Mon père était mort depuis longtemps, laissant ma mère élever nos trois enfants seule.
Par un après-midi froid de la saison des récoltes , le vent des rizières nous transperçait la peau. J’ai vu maman penchée sur son panier à riz, presque vide. Elle ramassa les derniers grains, puis laissa échapper un profond soupir.

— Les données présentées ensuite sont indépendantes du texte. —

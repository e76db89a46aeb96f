use redis::aio::MultiplexedConnection;
use sqlx::{Pool, Postgres, QueryBuilder};

use crate::{
    authentication::permissions::ActionType,
    cache::cache::{invalidate_reference_cache, CacheKeyType, CachedValue},
    constants::{INGREDIENT_NAME_MAX_LENGTH, MEASUREMENT_UNIT_MAX_LENGTH},
    error::Error,
    jwt::SessionData,
    schema::{Ingredient, Uuid},
};

pub async fn list_ingredients(pool: &Pool<Postgres>) -> Result<Vec<Ingredient>, Error> {
    let rows: Vec<Ingredient> = sqlx::query_as("SELECT * FROM ingredients ORDER BY id")
        .fetch_all(pool)
        .await?;

    Ok(rows)
}

/// Cached variant of [`list_ingredients`] for the full reference listing.
pub async fn list_ingredients_cached(
    pool: &Pool<Postgres>,
    cache: &mut MultiplexedConnection,
) -> Result<Vec<Ingredient>, Error> {
    let pool = pool.clone();
    let cached = CachedValue::get_or_list(
        CacheKeyType::Ingredients.new("all"),
        cache,
        move || async move { list_ingredients(&pool).await },
    )
    .await?;

    Ok(cached.value)
}

/// Name-startswith lookup backing the ingredient picker.
pub async fn fetch_ingredients(
    prefix: &str,
    pool: &Pool<Postgres>,
) -> Result<Vec<Ingredient>, Error> {
    let rows: Vec<Ingredient> =
        sqlx::query_as("SELECT * FROM ingredients WHERE name ILIKE $1 ORDER BY name")
            .bind(format!("{prefix}%"))
            .fetch_all(pool)
            .await?;

    Ok(rows)
}

pub async fn get_ingredient(id: Uuid, pool: &Pool<Postgres>) -> Result<Option<Ingredient>, Error> {
    let row: Option<Ingredient> = sqlx::query_as("SELECT * FROM ingredients WHERE id = $1")
        .bind(id)
        .fetch_optional(pool)
        .await?;

    Ok(row)
}

fn validate_ingredient(name: &str, measurement_unit: &str) -> Result<(), Error> {
    if name.is_empty() || name.len() > INGREDIENT_NAME_MAX_LENGTH {
        return Err(Error::invalid_request("Invalid ingredient name length"));
    }
    if measurement_unit.is_empty() || measurement_unit.len() > MEASUREMENT_UNIT_MAX_LENGTH {
        return Err(Error::invalid_request("Invalid measurement unit length"));
    }

    Ok(())
}

pub async fn create_ingredient(
    session: &SessionData,
    name: &str,
    measurement_unit: &str,
    pool: &Pool<Postgres>,
    cache: &mut MultiplexedConnection,
) -> Result<Uuid, Error> {
    session.authenticate(ActionType::ManageIngredients)?;
    validate_ingredient(name, measurement_unit)?;

    let id: Option<(Uuid,)> = sqlx::query_as(
        "
        INSERT INTO ingredients (name, measurement_unit)
        VALUES ($1, $2)
        ON CONFLICT DO NOTHING RETURNING id;
    ",
    )
    .bind(name)
    .bind(measurement_unit)
    .fetch_optional(pool)
    .await?;

    match id {
        Some(id) => {
            invalidate_reference_cache(cache).await?;
            log::info!("User {} created ingredient {name}", session.user_id);
            Ok(id.0)
        }
        None => Err(Error::invalid_request("Ingredient already exists")),
    }
}

/// Bulk load of (name, measurement unit) pairs, the deploy-time import path.
/// Pairs already present are skipped.
pub async fn import_ingredients(
    pairs: &[(String, String)],
    pool: &Pool<Postgres>,
    cache: &mut MultiplexedConnection,
) -> Result<(), Error> {
    if !pairs.is_empty() {
        let mut query_builder: QueryBuilder<Postgres> =
            QueryBuilder::new("INSERT INTO ingredients (name, measurement_unit) ");

        query_builder.push_values(pairs.iter().take(65535 / 2), |mut b, (name, unit)| {
            b.push_bind(name).push_bind(unit);
        });
        query_builder.push(" ON CONFLICT DO NOTHING");

        query_builder.build().execute(pool).await?;

        invalidate_reference_cache(cache).await?;
        log::info!("Imported {} ingredients", pairs.len());
    }

    Ok(())
}

/// Parses the `name,unit` line format of the bundled ingredient data. Names
/// may contain commas, units never do, so the split runs from the right.
pub fn parse_ingredient_csv(content: &str) -> Result<Vec<(String, String)>, Error> {
    content
        .lines()
        .filter(|line| !line.trim().is_empty())
        .map(|line| {
            let (name, unit) = line
                .rsplit_once(',')
                .ok_or_else(|| Error::invalid_request("Malformed ingredient row"))?;

            let name = name.trim().trim_matches('"');
            let unit = unit.trim();
            validate_ingredient(name, unit)?;

            Ok((name.to_string(), unit.to_string()))
        })
        .collect()
}

#[cfg(test)]
mod tests {
    use super::*;

    #[test]
    fn csv_rows_split_from_the_right() {
        let rows = parse_ingredient_csv("flour,g\n\"apricots, canned\",pcs\n\negg,pcs\n").unwrap();
        assert_eq!(
            rows,
            vec![
                (String::from("flour"), String::from("g")),
                (String::from("apricots, canned"), String::from("pcs")),
                (String::from("egg"), String::from("pcs")),
            ]
        );
    }

    #[test]
    fn malformed_rows_are_rejected() {
        assert!(parse_ingredient_csv("flour g").is_err());
        assert!(parse_ingredient_csv(",g").is_err());
        assert!(parse_ingredient_csv("flour,").is_err());
    }
}
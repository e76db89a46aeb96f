use redis::aio::MultiplexedConnection;
use sqlx::{Pool, Postgres};

use crate::{
    authentication::permissions::ActionType,
    cache::cache::{invalidate_reference_cache, CacheKeyType, CachedValue},
    constants::{DEFAULT_TAGS, TAG_COLOR_MAX_LENGTH, TAG_NAME_MAX_LENGTH, TAG_SLUG_MAX_LENGTH},
    error::Error,
    jwt::SessionData,
    schema::{Tag, Uuid},
};

pub async fn list_tags(pool: &Pool<Postgres>) -> Result<Vec<Tag>, Error> {
    let list: Vec<Tag> = sqlx::query_as("SELECT * FROM tags ORDER BY id")
        .fetch_all(pool)
        .await?;

    Ok(list)
}

/// Cached variant of [`list_tags`]. Tags are reference data and only change
/// when an admin creates one, which bumps the cache generation.
pub async fn list_tags_cached(
    pool: &Pool<Postgres>,
    cache: &mut MultiplexedConnection,
) -> Result<Vec<Tag>, Error> {
    let pool = pool.clone();
    let cached = CachedValue::get_or_list(CacheKeyType::Tags.new("all"), cache, move || async move {
        list_tags(&pool).await
    })
    .await?;

    Ok(cached.value)
}

pub async fn get_tag(id: Uuid, pool: &Pool<Postgres>) -> Result<Option<Tag>, Error> {
    let row: Option<Tag> = sqlx::query_as("SELECT * FROM tags WHERE id = $1")
        .bind(id)
        .fetch_optional(pool)
        .await?;

    Ok(row)
}

pub async fn find_tag(slug: &str, pool: &Pool<Postgres>) -> Result<Option<Uuid>, Error> {
    let row: Option<(Uuid,)> = sqlx::query_as("SELECT id FROM tags WHERE slug = $1")
        .bind(slug)
        .fetch_optional(pool)
        .await?;

    Ok(row.map(|tag| tag.0))
}

fn validate_tag(name: &str, color: &str, slug: &str) -> Result<(), Error> {
    if name.is_empty() || name.len() > TAG_NAME_MAX_LENGTH {
        return Err(Error::invalid_request("Invalid tag name length"));
    }
    if color.len() > TAG_COLOR_MAX_LENGTH || !color.starts_with('#') {
        return Err(Error::invalid_request("Color must be a hex literal"));
    }
    if slug.is_empty() || slug.len() > TAG_SLUG_MAX_LENGTH {
        return Err(Error::invalid_request("Invalid tag slug length"));
    }

    Ok(())
}

pub async fn create_tag(
    session: &SessionData,
    name: &str,
    color: &str,
    slug: &str,
    pool: &Pool<Postgres>,
    cache: &mut MultiplexedConnection,
) -> Result<Uuid, Error> {
    session.authenticate(ActionType::ManageTags)?;
    validate_tag(name, color, slug)?;

    let id: Option<(Uuid,)> = sqlx::query_as(
        "INSERT INTO tags (name, color, slug) VALUES ($1, $2, $3) ON CONFLICT DO NOTHING RETURNING id",
    )
    .bind(name)
    .bind(color)
    .bind(slug)
    .fetch_optional(pool)
    .await?;

    match id {
        Some(id) => {
            invalidate_reference_cache(cache).await?;
            log::info!("User {} created tag {slug}", session.user_id);
            Ok(id.0)
        }
        None => Err(Error::invalid_request("Tag already exists")),
    }
}

/// Loads the default tag set. Existing tags are left untouched, so the call
/// is safe to repeat on deploy.
pub async fn seed_default_tags(
    pool: &Pool<Postgres>,
    cache: &mut MultiplexedConnection,
) -> Result<(), Error> {
    for (name, color, slug) in DEFAULT_TAGS {
        sqlx::query("INSERT INTO tags (name, color, slug) VALUES ($1, $2, $3) ON CONFLICT DO NOTHING")
            .bind(name)
            .bind(color)
            .bind(slug)
            .execute(pool)
            .await?;
    }

    invalidate_reference_cache(cache).await?;
    log::info!("Seeded default tags");

    Ok(())
}

pub async fn list_recipe_tags(pool: &Pool<Postgres>, recipe_id: Uuid) -> Result<Vec<Tag>, Error> {
    let list: Vec<Tag> = sqlx::query_as(
        "
        SELECT t.*
        FROM recipe_tags rt
        INNER JOIN tags t ON t.id = rt.tag_id
        WHERE rt.recipe_id = $1
        ORDER BY t.id
    ",
    )
    .bind(recipe_id)
    .fetch_all(pool)
    .await?;

    Ok(list)
}

#[cfg(test)]
mod tests {
    use super::*;

    #[test]
    fn tag_validation() {
        assert!(validate_tag("Breakfast", "#E26C2D", "breakfast").is_ok());
        assert!(validate_tag("", "#E26C2D", "breakfast").is_err());
        assert!(validate_tag("Breakfast", "E26C2D", "breakfast").is_err());
        assert!(validate_tag("Breakfast", "#E26C2D11", "breakfast").is_err());
        assert!(validate_tag("Breakfast", "#E26C2D", "").is_err());
    }
}
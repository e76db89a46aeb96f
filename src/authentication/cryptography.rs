use argon2::{
    password_hash::{rand_core::OsRng, PasswordHash, PasswordHasher, PasswordVerifier, SaltString},
    Argon2,
};

pub fn hash_password(password: &str) -> Result<String, argon2::password_hash::Error> {
    let salt = SaltString::generate(&mut OsRng);
    let argon2 = Argon2::default();

    Ok(argon2
        .hash_password(password.as_bytes(), &salt)?
        .to_string())
}

pub fn verify_password(
    password: &str,
    password_hash: &str,
) -> Result<bool, argon2::password_hash::Error> {
    let argon2 = Argon2::default();
    let parsed_hash = PasswordHash::new(password_hash)?;

    Ok(argon2
        .verify_password(password.as_bytes(), &parsed_hash)
        .is_ok())
}

#[cfg(test)]
mod tests {
    use super::*;

    #[test]
    fn hash_and_verify_round_trip() {
        let hash = hash_password("hunter2").unwrap();
        assert!(verify_password("hunter2", &hash).unwrap());
        assert!(!verify_password("hunter3", &hash).unwrap());
    }

    #[test]
    fn garbage_hash_is_an_error() {
        assert!(verify_password("hunter2", "not-a-phc-string").is_err());
    }
}
use chrono::Duration;
use chrono::Local;
use hmac::{Hmac, Mac};
use jwt::SignWithKey;
use jwt::VerifyWithKey;
use serde::Deserialize;
use serde::Serialize;
use sha2::Sha256;

use crate::database::schema::User;
use crate::error::Error;
use crate::schema::UserRole;

use super::permissions::ActionType;

#[derive(Debug, Serialize, Deserialize, Clone)]
pub struct JwtSessionData {
    pub user_id: i32,
    pub username: String,
    pub role: UserRole,
    iat: i64,
    exp: i64,
}

impl JwtSessionData {
    pub fn new(id: i32, username: String, role: UserRole, ttl_hours: i64) -> Self {
        let now = Local::now();
        let iat = now.timestamp();
        let exp = (now + Duration::hours(ttl_hours)).timestamp();

        Self {
            user_id: id,
            username,
            role,
            iat,
            exp,
        }
    }
}

#[derive(Debug, Serialize, Deserialize, Clone)]
pub struct SessionData {
    pub user_id: i32,
    pub username: String,
    pub role: UserRole,
    pub is_admin: bool,
}

impl SessionData {
    pub fn authenticate(&self, action: ActionType) -> Result<(), Error> {
        if !action.authenticate(self) {
            return Err(Error::unauthorized(
                "You don't have permission to perform this action",
            ));
        }
        Ok(())
    }
}

impl From<JwtSessionData> for SessionData {
    fn from(value: JwtSessionData) -> Self {
        SessionData {
            user_id: value.user_id,
            username: value.username,
            is_admin: value.role == UserRole::Admin,
            role: value.role,
        }
    }
}

pub fn generate_jwt_session(user: &User, secret: &[u8], ttl_hours: i64) -> Result<String, Error> {
    let key: Hmac<Sha256> = Hmac::new_from_slice(secret)
        .map_err(|_| Error::internal("Invalid session signing key"))?;
    let claims = JwtSessionData::new(
        user.id,
        user.username.to_owned(),
        user.role.to_owned(),
        ttl_hours,
    );

    claims
        .sign_with_key(&key)
        .map_err(|_| Error::internal("Failed to sign session token"))
}

pub fn verify_jwt_session(token: String, secret: &[u8]) -> Result<JwtSessionData, Error> {
    let key: Hmac<Sha256> = Hmac::new_from_slice(secret)
        .map_err(|_| Error::internal("Invalid session signing key"))?;

    token
        .verify_with_key(&key)
        .map_err(|_| Error::invalid_session("Invalid session; Invalid token"))
        .map(|session: JwtSessionData| {
            let now = Local::now().timestamp();

            if (session.exp - now).is_negative() {
                return Err(Error::invalid_session("Invalid session; Token expired"));
            }
            Ok(session)
        })?
}

#[cfg(test)]
mod tests {
    use super::*;

    const SECRET: &[u8] = b"test-secret";

    fn user() -> User {
        User {
            id: 7,
            username: String::from("alice"),
            email: String::from("alice@example.com"),
            first_name: None,
            last_name: None,
            password: String::from("$argon2id$stub"),
            role: UserRole::User,
        }
    }

    #[test]
    fn sign_and_verify_round_trip() {
        let token = generate_jwt_session(&user(), SECRET, 24).unwrap();
        let session = verify_jwt_session(token, SECRET).unwrap();

        assert_eq!(session.user_id, 7);
        assert_eq!(session.username, "alice");
        assert_eq!(session.role, UserRole::User);
    }

    #[test]
    fn wrong_secret_is_rejected() {
        let token = generate_jwt_session(&user(), SECRET, 24).unwrap();
        assert!(verify_jwt_session(token, b"other-secret").is_err());
    }

    #[test]
    fn expired_token_is_rejected() {
        let token = generate_jwt_session(&user(), SECRET, -1).unwrap();
        assert!(verify_jwt_session(token, SECRET).is_err());
    }

    #[test]
    fn session_data_carries_admin_flag() {
        let mut u = user();
        u.role = UserRole::Admin;
        let token = generate_jwt_session(&u, SECRET, 1).unwrap();
        let session = SessionData::from(verify_jwt_session(token, SECRET).unwrap());
        assert!(session.is_admin);
    }
}
use foodshare_sdk::schema::{AmountRow, ShoppingListRow};
use foodshare_sdk::{
    aggregate_shopping_list, render_shopping_list, SHOPPING_LIST_EMPTY, SHOPPING_LIST_HEADER,
};

fn row(name: &str, unit: &str, amount: i32) -> AmountRow {
    AmountRow {
        name: String::from(name),
        measurement_unit: String::from(unit),
        amount,
    }
}

/// Two recipes in the cart, one shared ingredient: the export consolidates
/// the shared ingredient and lists the result alphabetically.
#[test]
fn cart_with_two_recipes_exports_a_consolidated_list() {
    foodshare_sdk::init_logging();

    // Recipe A: Flour 200 g, Egg 2 pcs. Recipe B: Flour 100 g.
    let cart_rows = vec![
        row("Flour", "g", 200),
        row("Egg", "pcs", 2),
        row("Flour", "g", 100),
    ];

    let rows = aggregate_shopping_list(cart_rows);
    assert_eq!(
        rows,
        vec![
            ShoppingListRow {
                name: String::from("Egg"),
                measurement_unit: String::from("pcs"),
                total_amount: 2,
            },
            ShoppingListRow {
                name: String::from("Flour"),
                measurement_unit: String::from("g"),
                total_amount: 300,
            },
        ]
    );

    let document = render_shopping_list("alice", &rows);
    let content = String::from_utf8(document.bytes).unwrap();

    assert_eq!(
        content,
        format!("{SHOPPING_LIST_HEADER}\n- Egg - 2 pcs\n- Flour - 300 g\n")
    );
    assert_eq!(document.filename, "alice_shopping_list.txt");
    assert_eq!(document.content_type, "text/plain; charset=utf-8");
}

#[test]
fn repeated_export_of_the_same_cart_is_identical() {
    let cart_rows = vec![
        row("Zucchini", "pcs", 1),
        row("Apple", "pcs", 2),
        row("Zucchini", "pcs", 4),
    ];

    let first = aggregate_shopping_list(cart_rows.clone());
    let second = aggregate_shopping_list(cart_rows);
    assert_eq!(first, second);

    let names: Vec<&str> = first.iter().map(|r| r.name.as_str()).collect();
    assert_eq!(names, vec!["Apple", "Zucchini"]);
}

/// Same ingredient name under two units is two shopping-list lines.
#[test]
fn units_are_part_of_the_grouping_key() {
    let rows = aggregate_shopping_list(vec![
        row("Salt", "g", 5),
        row("Salt", "tsp", 1),
        row("Salt", "g", 10),
    ]);

    assert_eq!(
        rows,
        vec![
            ShoppingListRow {
                name: String::from("Salt"),
                measurement_unit: String::from("g"),
                total_amount: 15,
            },
            ShoppingListRow {
                name: String::from("Salt"),
                measurement_unit: String::from("tsp"),
                total_amount: 1,
            },
        ]
    );
}

/// The empty cart is a handled result: an empty aggregate and a placeholder
/// document, never an error or a partial row.
#[test]
fn empty_cart_renders_the_placeholder_document() {
    let rows = aggregate_shopping_list(vec![]);
    assert!(rows.is_empty());

    let document = render_shopping_list("bob", &rows);
    let content = String::from_utf8(document.bytes).unwrap();

    assert_eq!(content, format!("{SHOPPING_LIST_HEADER}\n{SHOPPING_LIST_EMPTY}\n"));
    assert_eq!(document.filename, "bob_shopping_list.txt");
}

« Mon enfant, va voir Ate Lorna. Emprunte-lui un peu de riz pour l’instant. Demain, je trouverai un moyen de la rembourser. »
Je portais un vieux panier tressé à l’anse cassée. J’avais la poitrine serrée en marchant vers la maison de ma tante. J’avais honte d’avouer la vérité. Mais quand elle a appris ce que je venais chercher, elle ne s’est pas fâchée ; au contraire, elle m’a longuement dévisagée.
Quelque chose a brillé dans ses yeux : de la pitié… mais aussi une autre émotion que je ne comprenais pas — quelque chose de lourd, de douloureux.
Quelques minutes plus tard, elle est revenue de la cuisine avec un gros sac de riz – sûrement 10 kilos .
Elle me l’a tendu avec précaution.
« Apporte ça à ta mère. N’aie pas honte. »
Mon cœur bondissait de joie. En rentrant à la maison, je ne sentais plus le vent froid. Je ne pouvais m’empêcher de penser à la joie de maman, car nous allions enfin manger du vrai riz ce soir-là.